BK Karbon-X Dukes fordern Konsequenzen nach strittigen Entscheidungen

Autor: B. Hradil
Symbolfoto: © Basketball Austria / M. Filippovits
„Wenn es Sanktionen für Spieler gibt, muss es diese auch für Schiedsrichter geben“, stellt Dukes-Geschäftsführer Christoph Leydolf klar.
Nach der Niederlage gegen den BC Vienna am vergangenen Samstag üben die BK Karbon-X Dukes scharfe Kritik an der Spielleitung. Besonders unverständlich ist aus Sicht der Klosterneuburger die Sperre von Elias Wlasak und Benjamin Blazevic für das kommende Spiel gegen Kapfenberg (Samstag, 20:15 Uhr, live auf ORF Sport+) nach einer klaren Fehlentscheidung des Schiedsrichter-Trios.
„Unsere Spieler haben in einer potenziellen Verletzungssituation Verantwortung übernommen und sich ausschließlich um ihren Mitspieler gekümmert. Daraus ein strafwürdiges Verhalten abzuleiten, ist für uns nicht nachvollziehbar“, so Leydolf.
Die Dukes sehen zudem eine klare Fehlbeurteilung der spielentscheidenden Szene: Nach einem bereits abgepfiffenen Spielzug kam es zu einem weiteren harten Kontakt gegen Connor Withers, der deutlich härter zu ahnden gewesen wäre. Stattdessen ist eine unzureichende Entscheidung getroffen worden, die in weiterer Folge maßgeblich zum Spielausgang beitrug.

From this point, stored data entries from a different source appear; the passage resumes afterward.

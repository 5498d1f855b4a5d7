//! Data access seams for the grid engine.
//!
//! The engine never talks to a database directly. Everything it reads goes
//! through [`RegistrationData`]; the one write path (group placement) goes
//! through [`MembershipStore`], which adds a transaction boundary.
//!
//! [`Snapshot`] is an in-memory implementation loaded from JSON, used by the
//! command-line front end and the tests.

pub mod snapshot;

use std::collections::{HashMap, HashSet};

use crate::error::PlacementError;
use crate::models::{
    AttributeDefinition, AttributeEntity, AttributeValue, Campus, DefinedValue, Group,
    GroupMember, GroupType, Location, Person, PhoneKind, PhoneNumber, Registrant,
    RegistrationInstance, RegistrationTemplate,
};

pub use snapshot::Snapshot;

/// One slice of a combined attribute value lookup: these attributes, for
/// these entities.
#[derive(Debug, Clone, Default, PartialEq, Eq)]
pub struct AttributeScope {
    pub attribute_ids: Vec<i64>,
    pub entity_ids: Vec<i64>,
}

impl AttributeScope {
    pub fn is_empty(&self) -> bool {
        self.attribute_ids.is_empty() || self.entity_ids.is_empty()
    }

    pub fn matches(&self, value: &AttributeValue) -> bool {
        self.attribute_ids.contains(&value.attribute_id) && self.entity_ids.contains(&value.entity_id)
    }
}

/// A single bulk attribute value request spanning all three entity kinds.
#[derive(Debug, Clone, Default, PartialEq, Eq)]
pub struct AttributeValueRequest {
    pub person: AttributeScope,
    pub registrant: AttributeScope,
    pub group_member: AttributeScope,
}

impl AttributeValueRequest {
    pub fn is_empty(&self) -> bool {
        self.person.is_empty() && self.registrant.is_empty() && self.group_member.is_empty()
    }

    pub fn scope(&self, entity: AttributeEntity) -> &AttributeScope {
        match entity {
            AttributeEntity::Person => &self.person,
            AttributeEntity::Registrant => &self.registrant,
            AttributeEntity::GroupMember => &self.group_member,
        }
    }
}

/// Read access to registrations, people, groups and the lookup caches.
///
/// Bulk methods take the full id list for a page so callers issue one call
/// per category instead of one per row.
pub trait RegistrationData {
    fn instance(&self, id: i64) -> Option<&RegistrationInstance>;
    fn template(&self, id: i64) -> Option<&RegistrationTemplate>;

    /// All registrants of an instance, in storage order.
    fn registrants(&self, instance_id: i64) -> Vec<&Registrant>;
    fn registrant(&self, id: i64) -> Option<&Registrant>;
    fn person(&self, id: i64) -> Option<&Person>;

    // ===== Caches =====

    fn attribute(&self, id: i64) -> Option<&AttributeDefinition>;
    fn attributes_for(&self, entity: AttributeEntity) -> Vec<&AttributeDefinition>;
    fn campus(&self, id: i64) -> Option<&Campus>;
    fn defined_value(&self, id: i64) -> Option<&DefinedValue>;

    // ===== Attribute values =====

    fn attribute_value(&self, attribute_id: i64, entity_id: i64) -> Option<&AttributeValue>;
    fn attribute_values(&self, request: &AttributeValueRequest) -> Vec<&AttributeValue>;

    // ===== Contact info =====

    fn phone_numbers(&self, person_ids: &[i64], kind: PhoneKind) -> HashMap<i64, &PhoneNumber>;
    /// People owning a phone of `kind` whose digits contain `digits`.
    fn person_ids_with_phone(&self, digits: &str, kind: PhoneKind) -> HashSet<i64>;
    fn home_addresses(&self, person_ids: &[i64]) -> HashMap<i64, &Location>;

    // ===== Groups =====

    fn group(&self, id: i64) -> Option<&Group>;
    fn group_type(&self, id: i64) -> Option<&GroupType>;
    fn group_members(&self, ids: &[i64]) -> HashMap<i64, &GroupMember>;
    fn members_of_group(&self, group_id: i64) -> Vec<&GroupMember>;
    /// Campus ids of each person's family groups.
    fn family_campus_ids(&self, person_ids: &[i64]) -> HashMap<i64, Vec<i64>>;
    /// People belonging to a family group on `campus_id`.
    fn person_ids_in_family_campus(&self, campus_id: i64) -> HashSet<i64>;
    /// All groups below `parent_id`, at any depth. Does not include the parent.
    fn descendant_group_ids(&self, parent_id: i64) -> HashSet<i64>;
    /// People with an active membership in any of `group_ids` whose group is active.
    fn active_member_person_ids(&self, group_ids: &HashSet<i64>) -> HashSet<i64>;
}

/// Fields for a membership about to be created.
#[derive(Debug, Clone, PartialEq, Eq)]
pub struct NewGroupMember {
    pub person_id: i64,
    pub group_id: i64,
    pub role_id: i64,
}

/// Write access used by group placement.
pub trait MembershipStore: RegistrationData {
    fn add_group_member(&mut self, member: NewGroupMember) -> Result<i64, PlacementError>;

    fn set_attribute_value(
        &mut self,
        attribute_id: i64,
        entity_id: i64,
        value: String,
    ) -> Result<(), PlacementError>;

    /// Run `f` atomically: if it returns `Err`, none of its writes are kept.
    fn transaction<T, F>(&mut self, f: F) -> Result<T, PlacementError>
    where
        Self: Sized,
        F: FnOnce(&mut Self) -> Result<T, PlacementError>;
}
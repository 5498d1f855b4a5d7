use std::collections::BTreeMap;
use std::path::{Path, PathBuf};

use anyhow::{Context, Result};
use chrono::{DateTime, Utc};
use serde::{Deserialize, Serialize};
use tracing::debug;

use super::PreferenceStore;

const PREFERENCES_FILE: &str = "preferences.json";

#[derive(Debug, Clone, Serialize, Deserialize)]
struct StoredPreferences {
    values: BTreeMap<String, String>,
    saved_at: DateTime<Utc>,
}

/// Preferences persisted as a JSON file, written through on every change.
pub struct JsonPreferenceStore {
    path: PathBuf,
    values: BTreeMap<String, String>,
    saved_at: Option<DateTime<Utc>>,
}

impl JsonPreferenceStore {
    /// Open (or create) the store in `dir`.
    pub fn open(dir: &Path) -> Result<Self> {
        std::fs::create_dir_all(dir)
            .with_context(|| format!("Failed to create preference directory: {}", dir.display()))?;
        let path = dir.join(PREFERENCES_FILE);

        if !path.exists() {
            return Ok(Self {
                path,
                values: BTreeMap::new(),
                saved_at: None,
            });
        }

        let contents = std::fs::read_to_string(&path)
            .with_context(|| format!("Failed to read preferences: {}", path.display()))?;
        let stored: StoredPreferences = serde_json::from_str(&contents)
            .with_context(|| format!("Failed to parse preferences: {}", path.display()))?;

        debug!(path = %path.display(), count = stored.values.len(), "Loaded preferences");
        Ok(Self {
            path,
            values: stored.values,
            saved_at: Some(stored.saved_at),
        })
    }

    pub fn path(&self) -> &Path {
        &self.path
    }

    /// "just now", "5m ago", "3h ago", "2d ago"; `None` if never saved.
    pub fn age_display(&self) -> Option<String> {
        let minutes = (Utc::now() - self.saved_at?).num_minutes();
        Some(if minutes < 1 {
            "just now".to_string()
        } else if minutes < 60 {
            format!("{}m ago", minutes)
        } else if minutes < 1440 {
            format!("{}h ago", minutes / 60)
        } else {
            format!("{}d ago", minutes / 1440)
        })
    }

    fn save(&mut self) -> Result<()> {
        let stored = StoredPreferences {
            values: self.values.clone(),
            saved_at: Utc::now(),
        };
        let contents = serde_json::to_string_pretty(&stored)?;
        std::fs::write(&self.path, contents)
            .with_context(|| format!("Failed to write preferences: {}", self.path.display()))?;
        self.saved_at = Some(stored.saved_at);
        Ok(())
    }
}

impl PreferenceStore for JsonPreferenceStore {
    fn get(&self, key: &str) -> Option<String> {
        self.values.get(key).cloned()
    }

    fn set(&mut self, key: &str, value: &str) -> Result<()> {
        self.values.insert(key.to_string(), value.to_string());
        self.save()
    }

    fn delete(&mut self, key: &str) -> Result<()> {
        if self.values.remove(key).is_some() {
            self.save()?;
        }
        Ok(())
    }

    fn delete_prefix(&mut self, prefix: &str) -> Result<()> {
        let before = self.values.len();
        self.values.retain(|k, _| !k.starts_with(prefix));
        if self.values.len() != before {
            debug!(prefix, removed = before - self.values.len(), "Cleared preferences");
            self.save()?;
        }
        Ok(())
    }

    fn entries(&self, prefix: &str) -> Vec<(String, String)> {
        self.values
            .iter()
            .filter(|(k, _)| k.starts_with(prefix))
            .map(|(k, v)| (k.clone(), v.clone()))
            .collect()
    }
}

#[cfg(test)]
mod tests {
    use super::*;
    use chrono::Duration;

    fn scratch_dir(name: &str) -> PathBuf {
        let dir = std::env::temp_dir().join(format!(
            "registrant-grid-prefs-{}-{}",
            name,
            std::process::id()
        ));
        let _ = std::fs::remove_dir_all(&dir);
        dir
    }

    #[test]
    fn test_values_survive_reopen() {
        let dir = scratch_dir("reopen");
        {
            let mut store = JsonPreferenceStore::open(&dir).unwrap();
            assert!(store.age_display().is_none());
            store.set("3-WL-Email", "jane@").unwrap();
            store.set("3-WL-Grade", "4").unwrap();
            store.delete("3-WL-Grade").unwrap();
        }
        let store = JsonPreferenceStore::open(&dir).unwrap();
        assert_eq!(store.get("3-WL-Email").as_deref(), Some("jane@"));
        assert_eq!(store.get("3-WL-Grade"), None);
        assert_eq!(store.age_display().as_deref(), Some("just now"));
        let _ = std::fs::remove_dir_all(&dir);
    }

    #[test]
    fn test_corrupt_file_is_an_error() {
        let dir = scratch_dir("corrupt");
        std::fs::create_dir_all(&dir).unwrap();
        std::fs::write(dir.join(PREFERENCES_FILE), "{not json").unwrap();
        assert!(JsonPreferenceStore::open(&dir).is_err());
        let _ = std::fs::remove_dir_all(&dir);
    }

    #[test]
    fn test_age_display() {
        let dir = scratch_dir("age");
        let mut store = JsonPreferenceStore::open(&dir).unwrap();
        store.saved_at = Some(Utc::now() - Duration::minutes(125));
        assert_eq!(store.age_display().as_deref(), Some("2h ago"));
        store.saved_at = Some(Utc::now() - Duration::days(3));
        assert_eq!(store.age_display().as_deref(), Some("3d ago"));
    }
}
#[cfg(test)]
mod tests {
    use super::*;
    use crate::catalog::build_catalog;
    use crate::models::{
        AttributeDefinition, AttributeFieldType, AttributeValue, Campus, DefinedValue,
        FieldSource, FormFieldDefinition, Group, GroupMember, GroupType, Location, MemberStatus,
        PhoneNumber, RegistrationForm, RegistrationTemplate,
    };
    use crate::store::Snapshot;

    fn options() -> EnrichOptions {
        EnrichOptions {
            exporting: false,
            group_url_template: "/group/{group_id}".to_string(),
            wait_list_positions: true,
            as_of: NaiveDate::from_ymd_opt(2024, 3, 1).unwrap(),
            graduation: GraduationDate::default(),
        }
    }

    fn registrant(id: i64, person_id: Option<i64>, group_member_id: Option<i64>) -> Registrant {
        Registrant {
            id,
            registration_id: 1,
            instance_id: 1,
            person_id,
            group_member_id,
            on_wait_list: false,
            created_at: None,
            fees: vec![],
        }
    }

    fn builtin(id: i64, field: PersonField) -> FormFieldDefinition {
        FormFieldDefinition {
            id,
            source: FieldSource::PersonField,
            person_field: Some(field),
            attribute_id: None,
            order: id as i32,
            show_on_grid: true,
        }
    }

    fn attribute_field(id: i64, source: FieldSource, attribute_id: i64) -> FormFieldDefinition {
        FormFieldDefinition {
            id,
            source,
            person_field: None,
            attribute_id: Some(attribute_id),
            order: id as i32,
            show_on_grid: true,
        }
    }

    fn attribute(id: i64, key: &str, entity: AttributeEntity, field_type: AttributeFieldType) -> AttributeDefinition {
        AttributeDefinition {
            id,
            key: key.to_string(),
            name: key.to_string(),
            field_type,
            entity,
            qualifier_group_id: None,
            default_value: None,
        }
    }

    fn snapshot() -> Snapshot {
        Snapshot {
            people: vec![Person {
                id: 1,
                first_name: "Jonathan".into(),
                nick_name: Some("Jon".into()),
                middle_name: Some("Q".into()),
                last_name: "Smith".into(),
                email: Some("jon@x.com".into()),
                birth_date: NaiveDate::from_ymd_opt(2010, 4, 2),
                anniversary_date: None,
                graduation_year: Some(2028),
                gender: Gender::Male,
                marital_status_value_id: Some(7),
            }],
            phone_numbers: vec![
                PhoneNumber { person_id: 1, number: "5551234567".into(), kind: PhoneKind::Mobile, is_unlisted: false },
                PhoneNumber { person_id: 1, number: "5559999999".into(), kind: PhoneKind::Home, is_unlisted: true },
            ],
            home_locations: vec![Location {
                person_id: 1,
                street1: Some("1 Main St".into()),
                street2: None,
                city: Some("Town".into()),
                state: Some("AZ".into()),
                postal_code: Some("85001".into()),
            }],
            campuses: vec![Campus { id: 3, name: "North".into() }],
            defined_values: vec![DefinedValue { id: 7, value: "Single".into() }],
            group_types: vec![
                GroupType { id: 1, name: "Family".into(), is_family: true, default_role_id: None, roles: vec![] },
                GroupType { id: 2, name: "Cabin".into(), is_family: false, default_role_id: None, roles: vec![] },
            ],
            groups: vec![
                Group { id: 50, name: "Smith Family".into(), group_type_id: 1, parent_group_id: None, campus_id: Some(3), is_active: true, capacity: None },
                Group { id: 60, name: "Cabin 4".into(), group_type_id: 2, parent_group_id: None, campus_id: None, is_active: true, capacity: None },
            ],
            group_members: vec![
                GroupMember { id: 500, person_id: 1, group_id: 50, role_id: 1, status: MemberStatus::Active },
                GroupMember { id: 600, person_id: 1, group_id: 60, role_id: 1, status: MemberStatus::Active },
            ],
            attributes: vec![
                attribute(20, "ShirtSize", AttributeEntity::Registrant, AttributeFieldType::Text),
                attribute(21, "Allergy", AttributeEntity::Person, AttributeFieldType::Text),
                attribute(22, "Paid", AttributeEntity::GroupMember, AttributeFieldType::Boolean),
            ],
            attribute_values: vec![
                AttributeValue { attribute_id: 20, entity_id: 10, value: "L".into() },
                AttributeValue { attribute_id: 21, entity_id: 1, value: "Nuts".into() },
                AttributeValue { attribute_id: 22, entity_id: 600, value: "true".into() },
            ],
            registrants: vec![registrant(10, Some(1), Some(600)), registrant(11, None, None)],
            ..Default::default()
        }
    }

    fn full_catalog(data: &Snapshot) -> FieldCatalog {
        let template = RegistrationTemplate {
            id: 1,
            name: "Camp".into(),
            forms: vec![RegistrationForm {
                id: 1,
                name: "Main".into(),
                fields: vec![
                    builtin(1, PersonField::Address),
                    builtin(2, PersonField::MobilePhone),
                    builtin(3, PersonField::HomePhone),
                    builtin(4, PersonField::Campus),
                    builtin(5, PersonField::Grade),
                    builtin(6, PersonField::Birthdate),
                    builtin(7, PersonField::MaritalStatus),
                    builtin(8, PersonField::Gender),
                    attribute_field(9, FieldSource::RegistrantAttribute, 20),
                    attribute_field(10, FieldSource::PersonAttribute, 21),
                    attribute_field(11, FieldSource::GroupMemberAttribute, 22),
                ],
            }],
        };
        build_catalog(&template, data)
    }

    #[test]
    fn test_enrich_full_row() {
        let data = snapshot();
        let catalog = full_catalog(&data);
        let rows = data.registrants(1);
        let enrichment = enrich(&data, &rows, &catalog, &options());

        let row = enrichment.get(10).unwrap();
        assert_eq!(row.person_name, "Smith, Jon");
        assert_eq!(row.value(PersonField::Address), "1 Main St, Town, AZ 85001");
        assert_eq!(row.value(PersonField::MobilePhone), "(555) 123-4567");
        assert_eq!(row.value(PersonField::HomePhone), "Unlisted");
        assert_eq!(row.value(PersonField::Campus), "North");
        assert_eq!(row.value(PersonField::Grade), "8th Grade");
        assert_eq!(row.value(PersonField::Birthdate), "4/2/2010");
        assert_eq!(row.value(PersonField::MaritalStatus), "Single");
        assert_eq!(row.value(PersonField::Gender), "Male");
        assert_eq!(row.group.as_deref(), Some("<a href='/group/60'>Cabin 4</a>"));

        let key = |id, k: &str| AttributeValueKey { attribute_id: id, key: k.to_string() };
        assert_eq!(row.attribute(&key(20, "ShirtSize")), "L");
        assert_eq!(row.attribute(&key(21, "Allergy")), "Nuts");
        assert_eq!(row.attribute(&key(22, "Paid")), "Yes");
    }

    #[test]
    fn test_registrant_without_person_is_blank() {
        let data = snapshot();
        let catalog = full_catalog(&data);
        let rows = data.registrants(1);
        let enrichment = enrich(&data, &rows, &catalog, &options());

        let row = enrichment.get(11).unwrap();
        assert_eq!(row.person_name, "");
        assert_eq!(row.value(PersonField::Address), "");
        assert_eq!(row.value(PersonField::Campus), "");
        assert!(row.attributes.is_empty());
        assert_eq!(row.group, None);
        assert_eq!(enrichment.len(), 2);
    }

    #[test]
    fn test_exporting_loads_addresses_and_plain_group_names() {
        let data = snapshot();
        // Catalog without an address column
        let catalog = FieldCatalog::default();
        let rows = data.registrants(1);
        let mut opts = options();
        opts.exporting = true;
        let enrichment = enrich(&data, &rows, &catalog, &opts);
        let row = enrichment.get(10).unwrap();
        assert_eq!(row.group.as_deref(), Some("Cabin 4"));
        assert_eq!(row.value(PersonField::Address), "1 Main St, Town, AZ 85001");
        assert_eq!(row.values.len(), 1);
    }

    #[test]
    fn test_wait_list_positions_follow_creation_order() {
        let mut data = snapshot();
        let at = |d: u32| NaiveDate::from_ymd_opt(2024, 1, d).unwrap().and_hms_opt(8, 0, 0);
        data.registrants = vec![
            Registrant { on_wait_list: true, created_at: at(5), ..registrant(1, Some(101), None) },
            Registrant { on_wait_list: true, created_at: at(2), ..registrant(2, Some(102), None) },
            Registrant { on_wait_list: false, created_at: at(1), ..registrant(3, Some(103), None) },
            Registrant { on_wait_list: true, created_at: at(9), ..registrant(4, Some(104), None) },
        ];
        // Page holds only two of the wait-listed rows
        let page: Vec<&Registrant> = data.registrants.iter().filter(|r| r.id == 1 || r.id == 3).collect();
        let enrichment = enrich(&data, &page, &FieldCatalog::default(), &options());
        assert_eq!(enrichment.get(1).unwrap().wait_list_position, Some(2));
        assert_eq!(enrichment.get(3).unwrap().wait_list_position, None);
    }

    #[test]
    fn test_wait_list_skips_registrants_without_person() {
        let mut data = snapshot();
        let at = |d: u32| NaiveDate::from_ymd_opt(2024, 1, d).unwrap().and_hms_opt(8, 0, 0);
        data.registrants = vec![
            Registrant { on_wait_list: true, created_at: at(1), ..registrant(1, None, None) },
            Registrant { on_wait_list: true, created_at: at(2), ..registrant(2, Some(102), None) },
            Registrant { on_wait_list: true, created_at: at(3), ..registrant(3, Some(103), None) },
        ];
        let page: Vec<&Registrant> = data.registrants.iter().collect();
        let enrichment = enrich(&data, &page, &FieldCatalog::default(), &options());
        assert_eq!(enrichment.get(2).unwrap().wait_list_position, Some(1));
        assert_eq!(enrichment.get(3).unwrap().wait_list_position, Some(2));
        assert_eq!(enrichment.get(1).map(|r| r.wait_list_position), Some(None));
    }
}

Zusätzlich sorgt die neuerliche Ansetzung desselben Schiedsrichters, der bereits im ersten Duell durch Fehlentscheidungen aufgefallen war und damit das Spiel maßgeblich zu Gunsten des BC Vienna entschieden hat, für Unverständnis. „Das ist für uns nicht erklärbar und wirft Fragen zur Qualitätssicherung auf“, so Leydolf.
Kritisch sehen die Dukes auch die Grundlage der Entscheidungen: Die Ausschlüsse wurden erst nach Videostudium ausgesprochen, wobei die verfügbaren Bilder ausschließlich den Bereich vor der Dukes-Bank zeigen. Eine vollständige Beurteilung der Situation auf dem gesamten Spielfeld war somit nicht möglich. Aus Sicht der Klosterneuburger wurde offenbar nicht berücksichtigt, welche Spieler oder Betreuer des BC Vienna ebenfalls das Spielfeld betreten haben.
Für die Dukes ist damit eine Grenze erreicht: „Während Spieler, Trainer und Funktionäre bei Fehlverhalten sanktioniert werden, bleiben Schiedsrichter ohne Konsequenzen – selbst bei wiederholten, spielentscheidenden Fehlern. Das führt zu einer Verzerrung des Wettbewerbs.“
Zudem entstehen dem Verein durch diese Fehlentscheidungen und -urteile gerade in der entscheidenden Phase der Meisterschaft auch finanzielle Einbußen. „Unsere Partner verlangen zu Recht Erklärungen für diese Entwicklungen“, betont Leydolf.
Die BK Karbon-X Dukes fordern daher eine transparente Aufarbeitung der Vorfälle sowie Konsequenzen für die verantwortlichen Schiedsrichter, bis hin zu temporären Sperren.